Aim of the exercise
Go through the listing and pick out each line with the word "SocketAddr" in it.

□ □ □ □ □

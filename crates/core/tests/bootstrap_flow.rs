//! Bootstrap and token refresh against a local fixture server.

use std::net::SocketAddr;
use std::sync::Arc;

use axum::Router;
use axum::response::Html;
use axum::routing::get;
use msgr::bootstrap::bootstrap_from;
use msgr::refresh::TokenRefresher;
use msgr::{Credentials, Error, SessionCookie, SessionOptions, derive_checksum};
use msgr_runtime::{CookieJar, HttpTransport, RetryPolicy};

const FIRST_TOKEN: &str = "AQzFirstToken:23";
const ROTATED_TOKEN: &str = "AQzRotatedToken:42";

/// Opt-in trace output: `RUST_LOG=debug cargo test`.
fn init_tracing() {
    let _ = tracing_subscriber::fmt()
        .with_env_filter(tracing_subscriber::EnvFilter::from_default_env())
        .with_test_writer()
        .try_init();
}

/// Renders a page the way the platform embeds its configuration: one
/// structured-data script block with nested declaration arrays.
fn page_html(token: &str) -> String {
    let doc = serde_json::json!({
        "require": [
            ["ScheduledServerJS", "handle", null, [{
                "__bbox": {
                    "require": [
                        ["DTSGInitialData", [], {"token": token}, 3515],
                        ["MqttWebDeviceID", [], {"clientID": "device-fixture"}, 5002],
                        ["MqttWebConfig", [], {
                            "endpoint": "wss://edge-chat.facebook.com/chat?sid=7&region=odn",
                            "appID": 2220391788200892u64
                        }, 3790],
                        ["CurrentUserInitialData", [], {"USER_ID": "100012345"}, 270],
                        ["LSVersion", [], {"version": "7545284382"}, 382]
                    ]
                }
            }]]
        ]
    });
    format!(
        "<!DOCTYPE html><html><head>\
         <script type=\"application/json\">{doc}</script>\
         </head><body></body></html>"
    )
}

async fn spawn_server() -> SocketAddr {
    init_tracing();
    let app = Router::new()
        .route("/", get(|| async { Html(page_html(FIRST_TOKEN)) }))
        .route("/rotated", get(|| async { Html(page_html(ROTATED_TOKEN)) }));
    let listener = tokio::net::TcpListener::bind("127.0.0.1:0").await.unwrap();
    let addr = listener.local_addr().unwrap();
    tokio::spawn(async move {
        axum::serve(listener, app).await.unwrap();
    });
    addr
}

fn logged_in_jar() -> Arc<CookieJar> {
    let jar = Arc::new(CookieJar::new());
    jar.set(SessionCookie::new("c_user", "100012345"));
    jar.set(SessionCookie::new("xs", "secret-session"));
    jar
}

#[tokio::test]
async fn bootstrap_assembles_the_context_from_the_page() {
    let addr = spawn_server().await;
    let jar = logged_in_jar();
    let options = SessionOptions::default();
    let http = HttpTransport::new(Arc::clone(&jar), &options).unwrap();

    let ctx = bootstrap_from(&http, &jar, &options, &format!("http://{addr}/"))
        .await
        .unwrap();

    assert_eq!(ctx.user_id(), "100012345");
    assert_eq!(ctx.device_id(), "device-fixture");
    assert_eq!(ctx.app_id(), "2220391788200892");
    assert_eq!(ctx.version_id(), "7545284382");
    assert_eq!(
        ctx.realtime_endpoint(),
        "wss://edge-chat.facebook.com/chat?sid=7&region=odn"
    );

    let tokens = ctx.tokens();
    assert_eq!(tokens.anti_forgery, FIRST_TOKEN);
    assert_eq!(tokens.checksum, derive_checksum(FIRST_TOKEN));
}

#[tokio::test]
async fn region_override_rewrites_the_endpoint_parameter() {
    let addr = spawn_server().await;
    let jar = logged_in_jar();
    let options = SessionOptions {
        bypass_region: Some("PRN".into()),
        ..Default::default()
    };
    let http = HttpTransport::new(Arc::clone(&jar), &options).unwrap();

    let ctx = bootstrap_from(&http, &jar, &options, &format!("http://{addr}/"))
        .await
        .unwrap();

    assert!(ctx.realtime_endpoint().contains("region=prn"));
    assert!(!ctx.realtime_endpoint().contains("region=odn"));
}

#[tokio::test]
async fn page_identity_overrides_the_cookie_user() {
    let addr = spawn_server().await;
    let jar = logged_in_jar();
    let options = SessionOptions {
        page_id: Some("200099".into()),
        ..Default::default()
    };
    let http = HttpTransport::new(Arc::clone(&jar), &options).unwrap();

    let ctx = bootstrap_from(&http, &jar, &options, &format!("http://{addr}/"))
        .await
        .unwrap();
    assert_eq!(ctx.user_id(), "200099");
}

#[tokio::test]
async fn missing_identity_cookie_is_an_authentication_error() {
    let addr = spawn_server().await;
    let jar = Arc::new(CookieJar::new());
    let options = SessionOptions::default();
    let http = HttpTransport::new(Arc::clone(&jar), &options).unwrap();

    let result = bootstrap_from(&http, &jar, &options, &format!("http://{addr}/")).await;
    match result {
        Err(Error::Authentication(message)) => {
            assert!(message.contains("c_user"), "actionable message: {message}")
        }
        Err(other) => panic!("expected an authentication error, got {other}"),
        Ok(_) => panic!("bootstrap without identity cookies must not succeed"),
    }
}

#[tokio::test]
async fn refresh_swaps_both_halves_of_the_token_pair() {
    let addr = spawn_server().await;
    let jar = logged_in_jar();
    let options = SessionOptions::default();
    let http = HttpTransport::new(Arc::clone(&jar), &options).unwrap();

    let ctx = bootstrap_from(&http, &jar, &options, &format!("http://{addr}/"))
        .await
        .unwrap();
    assert_eq!(ctx.tokens().anti_forgery, FIRST_TOKEN);

    // the refresher fetches a page carrying a rotated token
    let refresher = TokenRefresher::with_base_url(
        Arc::new(HttpTransport::new(Arc::clone(&jar), &options).unwrap()),
        format!("http://{addr}/rotated"),
    );
    assert!(refresher.refresh(&ctx).await);

    let tokens = ctx.tokens();
    assert_eq!(tokens.anti_forgery, ROTATED_TOKEN);
    assert_eq!(tokens.checksum, derive_checksum(ROTATED_TOKEN));
}

#[tokio::test]
async fn unreachable_refresh_keeps_the_bootstrap_tokens() {
    let addr = spawn_server().await;
    let jar = logged_in_jar();
    let options = SessionOptions::default();
    let http = HttpTransport::new(Arc::clone(&jar), &options).unwrap();

    let ctx = bootstrap_from(&http, &jar, &options, &format!("http://{addr}/"))
        .await
        .unwrap();

    let dead = HttpTransport::new(Arc::clone(&jar), &options)
        .unwrap()
        .with_retry(RetryPolicy {
            max_attempts: 1,
            ..Default::default()
        });
    let refresher =
        TokenRefresher::with_base_url(Arc::new(dead), "http://127.0.0.1:9/".to_string());
    assert!(!refresher.refresh(&ctx).await);
    assert_eq!(ctx.tokens().anti_forgery, FIRST_TOKEN);
}

#[tokio::test]
async fn app_state_login_round_trips_through_serialization() {
    let raw = r#"[
        {"name": "c_user", "value": "100012345", "domain": ".facebook.com"},
        {"name": "xs", "value": "secret-session", "domain": ".facebook.com"}
    ]"#;
    // Credentials are only validated here; no network is involved until
    // the bootstrap fetch.
    let credentials = Credentials::AppState(raw.to_string());
    let Credentials::AppState(state) = credentials else {
        unreachable!()
    };
    let cookies = msgr_runtime::normalize(&state).unwrap();
    let jar = Arc::new(CookieJar::new());
    for cookie in cookies {
        jar.set(cookie);
    }
    let reserialized = jar.serialize();
    let reparsed = msgr_runtime::normalize(&reserialized).unwrap();
    assert!(reparsed.iter().any(|c| c.name == "c_user"));
    assert!(reparsed.iter().any(|c| c.name == "xs"));
}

□ □ □ □ □

Reply to the task
use std::net::SocketAddr;
async fn spawn_server() -> SocketAddr {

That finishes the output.